何故なら以前の日本の調達・購買の世界は極端に属人的な業務で重要な意思決定も個人に託されてきました。また透明性という点からもブラックボックス的な機能であったことは否定できません。
それを集中契約、サプライヤ集約、ボリュームメリットの引出し、相見積の義務化、プロセスの標準化、というような手法を取り入れることでコスト削減、効率化、品質・納期の安定化を実現してきたのがこの十数年間であり、私もその手法を体系化し展開することが主な仕事だったからです。一方で先般メルマガでも取り上げましたが、特に特定の業種や品目については供給力不足が叫ばれています。サプライヤの囲い込みや戦略サプライヤ制の導入、サプライヤのモチベーション向上をどうやっていくか、頭を悩ませはじめている企業やバイヤーも少なくありません。このような視点からサプライヤとの関係性を捉え、サプライヤのニーズを把握した上で、本来日本企業が重視し、強みとなってきた「協働」をいかに進めていくか、今後数年間で多くの企業にとって正に重要な視点となってくることは間違いないでしょう。2点目は「サスティナビリティ」というキーワードが上げられます。直訳すると「持続可能」という意味です。調達においても「持続可能性を考慮した調達」をすすめましょう、という考え方ですが、これは欧米企業からはじまり、日本企業にも大きな影響を与えつつあります。

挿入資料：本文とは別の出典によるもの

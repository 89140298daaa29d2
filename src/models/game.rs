//! Match (game), MatchStatus, and BracketSide.

use crate::models::player::Player;
use serde::{Deserialize, Serialize};

/// Sequential numeric id of a match; shared counter across both bracket sides.
pub type MatchId = u32;

/// Lifecycle of a match.
#[derive(Clone, Copy, Debug, Default, Eq, Hash, PartialEq, Serialize, Deserialize)]
#[serde(rename_all = "snake_case")]
pub enum MatchStatus {
    #[default]
    Pending,
    Open,
    Complete,
}

/// Which ladder of the bracket a match belongs to.
#[derive(Clone, Copy, Debug, Default, Eq, Hash, PartialEq, Serialize, Deserialize)]
#[serde(rename_all = "snake_case")]
pub enum BracketSide {
    #[default]
    Winners,
    Losers,
}

impl BracketSide {
    /// Identifier prefix used in double elimination ("W" / "L").
    pub fn prefix(self) -> &'static str {
        match self {
            BracketSide::Winners => "W",
            BracketSide::Losers => "L",
        }
    }
}

/// A single match in a bracket: two slots, filled either at generation (round 1)
/// or later when the feeding matches resolve.
#[derive(Clone, Debug, Eq, PartialEq, Serialize, Deserialize)]
pub struct GameMatch {
    pub id: MatchId,
    /// Display key; equals `id` in single elimination, prefixed in double elimination.
    pub identifier: String,
    pub side: BracketSide,
    pub player_1: Option<Player>,
    pub player_2: Option<Player>,
    /// None if not yet played.
    pub winner: Option<Player>,
    pub status: MatchStatus,
    /// 1-based.
    pub round: u32,
    /// 0-based rendering order within the round.
    pub position: u32,
}

impl GameMatch {
    /// Round-1 match with both slots filled.
    pub fn seeded(id: MatchId, player_1: Player, player_2: Player, position: u32) -> Self {
        Self {
            player_1: Some(player_1),
            player_2: Some(player_2),
            ..Self::placeholder(id, 1, position, BracketSide::Winners)
        }
    }

    /// Match waiting on earlier results; both slots empty.
    pub fn placeholder(id: MatchId, round: u32, position: u32, side: BracketSide) -> Self {
        Self {
            id,
            identifier: id.to_string(),
            side,
            player_1: None,
            player_2: None,
            winner: None,
            status: MatchStatus::Pending,
            round,
            position,
        }
    }

    /// Re-tag the identifier with the side prefix (e.g. "W3", "L9").
    pub fn tag_with_side(&mut self) {
        self.identifier = format!("{}{}", self.side.prefix(), self.id);
    }

    /// Both player slots are populated.
    pub fn is_ready(&self) -> bool {
        self.player_1.is_some() && self.player_2.is_some()
    }
}
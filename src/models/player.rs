//! Player data structure.

use serde::{Deserialize, Serialize};

/// Identifier for a player, supplied by the caller (e.g. "p1").
pub type PlayerId = String;

/// A competitor entering a bracket.
#[derive(Clone, Debug, Eq, PartialEq, Serialize, Deserialize)]
pub struct Player {
    pub id: PlayerId,
    pub name: String,
    /// Ranking used for initial pairing; 1 is the strongest. Missing seeds sort as 0.
    #[serde(default, skip_serializing_if = "Option::is_none")]
    pub seed: Option<u32>,
    /// Filled in once a match involving this player is played.
    #[serde(default, skip_serializing_if = "Option::is_none")]
    pub score: Option<u32>,
}

impl Player {
    /// Create an unseeded player.
    pub fn new(id: impl Into<PlayerId>, name: impl Into<String>) -> Self {
        Self {
            id: id.into(),
            name: name.into(),
            seed: None,
            score: None,
        }
    }

    /// Builder-style seed assignment.
    pub fn with_seed(mut self, seed: u32) -> Self {
        self.seed = Some(seed);
        self
    }

    /// Seed used for ordering (0 when unseeded).
    pub fn seed_or_default(&self) -> u32 {
        self.seed.unwrap_or(0)
    }

    /// Copy of this player carrying the given score.
    pub fn with_score(&self, score: u32) -> Self {
        Self {
            score: Some(score),
            ..self.clone()
        }
    }
}
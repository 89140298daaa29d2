//! Bracket, Round, and BracketFormat.

use crate::models::game::{BracketSide, GameMatch};
use serde::{Deserialize, Serialize};

/// Errors that can occur while building a bracket.
#[derive(Clone, Debug, Eq, PartialEq)]
pub enum BracketError {
    /// Player count is not a power of two (or is below 2).
    InvalidBracketSize { players: usize },
}

impl std::fmt::Display for BracketError {
    fn fmt(&self, f: &mut std::fmt::Formatter<'_>) -> std::fmt::Result {
        match self {
            BracketError::InvalidBracketSize { players } => write!(
                f,
                "Number of players must be a power of 2 (at least 2), got {}",
                players
            ),
        }
    }
}

impl std::error::Error for BracketError {}

/// Round descriptor for rendering column headers.
#[derive(Clone, Debug, Eq, PartialEq, Serialize, Deserialize)]
pub struct Round {
    /// 1-based.
    pub number: u32,
    pub title: String,
}

impl Round {
    pub fn new(number: u32, title: impl Into<String>) -> Self {
        Self {
            number,
            title: title.into(),
        }
    }
}

/// Elimination style.
#[derive(Clone, Copy, Debug, Default, Eq, Hash, PartialEq, Serialize, Deserialize)]
#[serde(rename_all = "snake_case")]
pub enum BracketFormat {
    #[default]
    SingleElimination,
    DoubleElimination,
}

/// Generated bracket: every match in order (round 1 first) plus the round titles.
#[derive(Clone, Debug, Default, Eq, PartialEq, Serialize, Deserialize)]
pub struct Bracket {
    pub matches: Vec<GameMatch>,
    pub rounds: Vec<Round>,
}

impl Bracket {
    /// Matches of one side in the given round, in generation order.
    pub fn round_matches(&self, round: u32, side: BracketSide) -> Vec<&GameMatch> {
        self.matches
            .iter()
            .filter(|m| m.round == round && m.side == side)
            .collect()
    }

    /// Matches of one side, in generation order.
    pub fn side_matches(&self, side: BracketSide) -> Vec<&GameMatch> {
        self.matches.iter().filter(|m| m.side == side).collect()
    }

    /// Look up a match by its display identifier.
    pub fn find(&self, identifier: &str) -> Option<&GameMatch> {
        self.matches.iter().find(|m| m.identifier == identifier)
    }

    /// Title of a round, if present.
    pub fn round_title(&self, number: u32) -> Option<&str> {
        self.rounds
            .iter()
            .find(|r| r.number == number)
            .map(|r| r.title.as_str())
    }
}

ISO26000ではCSR(コーポレートソーシャルレスポンシビリティ:企業の社会的責任)が定義され、多くの日本企業でもCSR調達という概念からサプライヤのリスク管理を行っています。このCSR調達の中でサスティナビリティという概念と近い「グリーン調達」を包含する形で取組みが進んでいました。しかしグリーン調達はどちらかというと有害物質を含まないなどの法規に対する遵法を求めるものにすぎません。それに対しサスティナビリティは「責任あるサプライチェーン管理」を特に最終製品等を製造する企業(先進国側)が川上にある途上国側も含めて行うことを求めています。例えば資材や原材料の調達が途上国側の自然破壊や環境汚染につながっていないことや、人権を無視するような労働条件や労働環境によって実現された低コストでないということ等を先進国企業側が保証するということです。つまりサプライチェーンに何らかの無理や無駄があると、それは持続可能ではない、つまりサスティナブルではないということになります。これらの2つの視点は既に多くの企業で重要な項目として捉えられはじめています。また共通するのは「コスト至上主義」からの訣別という点と言えるでしょう。来年は調達・購買分野でもサプライチェーン全体の強化を目指し、一方でこのような「脱コスト至上主義」的な動きが益々出てくることをプチ予言しておきましょう。それでは皆様よいお年をお迎えください。